Ich bin kein Präsident: Die Akteure an Wall Street haben die Zeichen der Zeit nicht erkannt. Sie wollen nicht wahrhaben, dass die Phase des Turbokapitalismus vorbei ist. Die Pläne Geithners sind besser als eine klassische Bad Bank, die schnell zu einem Selbstbedienungsladen verkommt. Und es kann gut sein, dass Geithner ganz bewusst auf Zeit spielt, damit sich Wall Street an ein paar unangenehme Details gewöhnen kann. Eine Nationalisierung faktisch insolventer Banken ist im Vergleich zu einer Bad Bank die klar bessere Lösung. Und die Pläne öffnen die Tür in diese Richtung, auch wenn der PPP noch Elemente einer Bad Bank beinhaltet - immerhin aber ergänzt um eine privatwirtschaftliche Komponente, die ein Regulativ für allzuviel Phantasie bei der Wertstellung fauler Assets sein kann.

Natürlich steht die Frage weiter im Raum, ob Staatskapitalismus eine Alternative zum bisherigen Turbo-Kapitalismus ist. Eine "knallharte" Bereinigung durch Marktmechanismen dürfte langfristig der beste Weg sein. Aber den kann und will niemand der an der Macht befindlichen Politiker gehen. Und so ist der Geithner-Plan nicht die schlechteste unter den schlechten Alternativen.

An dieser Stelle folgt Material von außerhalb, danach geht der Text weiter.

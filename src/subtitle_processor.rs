use std::fmt;
use std::fs::File;
use std::io::Write;
use std::path::{Path, PathBuf};
use regex::Regex;
use once_cell::sync::Lazy;
use anyhow::{Result, Context, anyhow};
use log::{warn, debug};

// @module: SRT cue model, timestamp formatting and SRT reading/writing

// @const: SRT timestamp line regex
static TIMESTAMP_REGEX: Lazy<Regex> = Lazy::new(|| {
    Regex::new(r"^(\d{2,}:\d{2}:\d{2}[,.]\d{3})\s*-->\s*(\d{2,}:\d{2}:\d{2}[,.]\d{3})").unwrap()
});

// @struct: Single subtitle cue
#[derive(Debug, Clone, PartialEq)]
pub struct SubtitleEntry {
    // @field: Sequence number, starting at 1
    pub seq_num: usize,

    // @field: Start time in seconds
    pub start_secs: f64,

    // @field: End time in seconds
    pub end_secs: f64,

    // @field: Cue text
    pub text: String,
}

impl SubtitleEntry {
    /// Creates a new subtitle entry without any checks
    pub fn new(seq_num: usize, start_secs: f64, end_secs: f64, text: String) -> Self {
        SubtitleEntry {
            seq_num,
            start_secs,
            end_secs,
            text,
        }
    }

    // @creates: Validated subtitle entry
    // @validates: Time range and non-empty text
    pub fn new_validated(seq_num: usize, start_secs: f64, end_secs: f64, text: String) -> Result<Self> {
        if end_secs < start_secs {
            return Err(anyhow!(
                "Invalid time range: end time {} < start time {}",
                end_secs, start_secs
            ));
        }

        let trimmed_text = text.trim();
        if trimmed_text.is_empty() {
            return Err(anyhow!("Empty subtitle text for entry {}", seq_num));
        }

        Ok(SubtitleEntry {
            seq_num,
            start_secs,
            end_secs,
            text: trimmed_text.to_string(),
        })
    }

    /// Cue duration in seconds; negative for out-of-order input
    pub fn duration_secs(&self) -> f64 {
        self.end_secs - self.start_secs
    }

    /// Parse an SRT timestamp (HH:MM:SS,mmm) to seconds
    pub fn parse_timestamp(timestamp: &str) -> Result<f64> {
        let parts: Vec<&str> = timestamp.trim().split(&[':', ',', '.'][..]).collect();

        if parts.len() != 4 {
            return Err(anyhow!("Invalid timestamp format: {}", timestamp));
        }

        let hours: u64 = parts[0].parse().context("Failed to parse hours")?;
        let minutes: u64 = parts[1].parse().context("Failed to parse minutes")?;
        let seconds: u64 = parts[2].parse().context("Failed to parse seconds")?;
        let millis: u64 = parts[3].parse().context("Failed to parse milliseconds")?;

        if minutes >= 60 || seconds >= 60 || millis >= 1000 {
            return Err(anyhow!("Invalid time components in timestamp: {}", timestamp));
        }

        let total_ms = hours
            .checked_mul(3_600_000)
            .and_then(|ms| ms.checked_add(minutes * 60_000 + seconds * 1_000 + millis))
            .ok_or_else(|| anyhow!("Timestamp out of range: {}", timestamp))?;
        Ok(total_ms as f64 / 1_000.0)
    }

    /// Convert start time to formatted SRT timestamp
    pub fn format_start_time(&self) -> String {
        Self::format_timestamp(self.start_secs)
    }

    /// Convert end time to formatted SRT timestamp
    pub fn format_end_time(&self) -> String {
        Self::format_timestamp(self.end_secs)
    }

    /// Format a time in seconds as an SRT timestamp (HH:MM:SS,mmm).
    ///
    /// The value is rounded to whole microseconds and then truncated to
    /// milliseconds. Hours are not wrapped at 24, so long inputs keep
    /// counting upwards. Negative and non-finite values format as zero.
    pub fn format_timestamp(seconds: f64) -> String {
        let micros = if seconds.is_finite() && seconds > 0.0 {
            (seconds * 1_000_000.0).round() as u64
        } else {
            0
        };
        let ms = micros / 1_000;

        let hours = ms / 3_600_000;
        let minutes = (ms % 3_600_000) / 60_000;
        let secs = (ms % 60_000) / 1_000;
        let millis = ms % 1_000;

        format!("{:02}:{:02}:{:02},{:03}", hours, minutes, secs, millis)
    }
}

impl fmt::Display for SubtitleEntry {
    fn fmt(&self, f: &mut fmt::Formatter) -> fmt::Result {
        writeln!(f, "{}", self.seq_num)?;
        writeln!(f, "{} --> {}", self.format_start_time(), self.format_end_time())?;
        writeln!(f, "{}", self.text)?;
        writeln!(f)
    }
}

/// Collection of subtitle cues with metadata
#[derive(Debug)]
pub struct SubtitleCollection {
    /// File the cues were produced from (transcript or media)
    pub source_file: PathBuf,

    /// List of subtitle cues
    pub entries: Vec<SubtitleEntry>,

    /// Spoken language tag, when known
    pub language: String,
}

impl SubtitleCollection {
    /// Create a new, empty subtitle collection
    pub fn new(source_file: PathBuf, language: String) -> Self {
        SubtitleCollection {
            source_file,
            entries: Vec::new(),
            language,
        }
    }

    /// Create a collection from already segmented cues
    pub fn from_entries(source_file: PathBuf, language: String, entries: Vec<SubtitleEntry>) -> Self {
        SubtitleCollection {
            source_file,
            entries,
            language,
        }
    }

    /// Render all cues in SRT layout
    pub fn to_srt_string(&self) -> String {
        self.entries.iter().map(|entry| entry.to_string()).collect()
    }

    /// Write subtitles to an SRT file
    pub fn write_to_srt<P: AsRef<Path>>(&self, path: P) -> Result<()> {
        let path = path.as_ref();

        // Create parent directory if needed
        if let Some(parent) = path.parent() {
            if !parent.as_os_str().is_empty() {
                std::fs::create_dir_all(parent)
                    .with_context(|| format!("Failed to create directory: {}", parent.display()))?;
            }
        }

        let mut file = File::create(path)
            .with_context(|| format!("Failed to create subtitle file: {}", path.display()))?;

        for entry in &self.entries {
            write!(file, "{}", entry)
                .with_context(|| format!("Failed to write cue {} to {}", entry.seq_num, path.display()))?;
        }

        debug!("Wrote {} cues to {}", self.entries.len(), path.display());
        Ok(())
    }

    /// Parse SRT format string into subtitle entries
    ///
    /// Entries are sorted by start time and renumbered from 1. Entries with
    /// empty text or an end before their start are skipped with a warning.
    pub fn parse_srt_string(content: &str) -> Result<Vec<SubtitleEntry>> {
        let mut entries = Vec::new();

        let mut current_seq_num: Option<usize> = None;
        let mut current_times: Option<(f64, f64)> = None;
        let mut current_text = String::new();

        let mut add_current_entry = |seq_num: usize, start: f64, end: f64, text: &str| {
            match SubtitleEntry::new_validated(seq_num, start, end, text.to_string()) {
                Ok(entry) => entries.push(entry),
                Err(e) => warn!("Skipping invalid subtitle entry {}: {}", seq_num, e),
            }
        };

        for (line_idx, line) in content.lines().enumerate() {
            let trimmed = line.trim();

            if trimmed.is_empty() {
                if let (Some(seq_num), Some((start, end))) = (current_seq_num, current_times) {
                    add_current_entry(seq_num, start, end, &current_text);
                    current_seq_num = None;
                    current_times = None;
                    current_text.clear();
                }
                continue;
            }

            if current_seq_num.is_none() {
                match trimmed.trim_start_matches('\u{feff}').parse::<usize>() {
                    Ok(num) => current_seq_num = Some(num),
                    Err(_) => warn!("Unexpected text at line {} before sequence number: {}", line_idx + 1, trimmed),
                }
                continue;
            }

            if current_times.is_none() {
                let parsed = TIMESTAMP_REGEX.captures(trimmed).map(|caps| {
                    SubtitleEntry::parse_timestamp(&caps[1])
                        .and_then(|start| Ok((start, SubtitleEntry::parse_timestamp(&caps[2])?)))
                });
                match parsed {
                    Some(Ok(times)) => current_times = Some(times),
                    Some(Err(e)) => {
                        warn!("Skipping entry with bad timestamp at line {}: {}", line_idx + 1, e);
                        current_seq_num = None;
                    }
                    None => {
                        warn!("Invalid timestamp line {}: {}", line_idx + 1, trimmed);
                        current_seq_num = None;
                    }
                }
                continue;
            }

            if !current_text.is_empty() {
                current_text.push('\n');
            }
            current_text.push_str(trimmed);
        }

        if let (Some(seq_num), Some((start, end))) = (current_seq_num, current_times) {
            add_current_entry(seq_num, start, end, &current_text);
        }

        if entries.is_empty() {
            return Err(anyhow!("No valid subtitle entries were found in the SRT content"));
        }

        entries.sort_by(|a, b| a.start_secs.total_cmp(&b.start_secs));

        let overlap_count = entries
            .windows(2)
            .filter(|pair| pair[0].end_secs > pair[1].start_secs)
            .count();
        if overlap_count > 0 {
            warn!("Found {} overlapping subtitle entries", overlap_count);
        }

        for (i, entry) in entries.iter_mut().enumerate() {
            entry.seq_num = i + 1;
        }

        Ok(entries)
    }
}

impl fmt::Display for SubtitleCollection {
    fn fmt(&self, f: &mut fmt::Formatter) -> fmt::Result {
        writeln!(f, "Subtitle Collection")?;
        writeln!(f, "Source: {:?}", self.source_file)?;
        writeln!(f, "Language: {}", self.language)?;
        writeln!(f, "Entries: {}", self.entries.len())?;
        Ok(())
    }
}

Die Vorhaben von Geithner dürften zu weiteren Staatsausgaben in Höhe von etwa zwei Mrd. Dollar führen. Wenn das erst grob skizzierte Housing Program Gestalt annimmt, könnten es auch bis zu drei Mrd. Dollar werden. Das dürfte sich mit zunächst avisierten 50 Mrd. Dollar als viel zu schmalbrüstig rweisen und adressiert nur 1,5 bis 2 Millionen von insgesamt über 12 Millionen notleidenden Hauseignern. RGE schätzt, dass Mittel zwischen 600 und 1.000 Mrd. Dollar nötig seien.

Die Mittel der Vorhaben Geithners sind nicht zwangsläufig komplett verloren. Wenn sich die Wirtschaft bald wieder fangen sollte, partizipiert der Staat an steigenden Hauspreisen und Steuereinnahmen. Trotzdem: Geht man davon aus, dass sich die Wirtschaft am Ende einer schweren Rezession fängt, also nicht in eine Depression abrutscht, so rückt die Frage nach dem Erholungspotenzial der faulen Assets im PPP in den Mittelpunkt.

Hier gibt es mittlerweile Erfahrungswerte: Bei den Assets, die die Fed aus dem Zusammenbruch von Bear Stearns im Frühjahr 2008 hält, sind bis heute weitere 10 Prozent an Verlusten aufgelaufen - mit zunehmender Tendenz. Dass hier noch mit einem Gewinn zu rechnen ist, halten Beobachter wie Cumberland Advisors für unwahrscheinlich. Zudem dürfte der Zeitpunkt einer Bodenbildung frühestens 2010 erreicht werden, wenn mit 15 bis 20 Prozent die Spitze der Default-Rate von Hochzins-Anleihen erwartet wird (aktuell 4 bis 5 Prozent).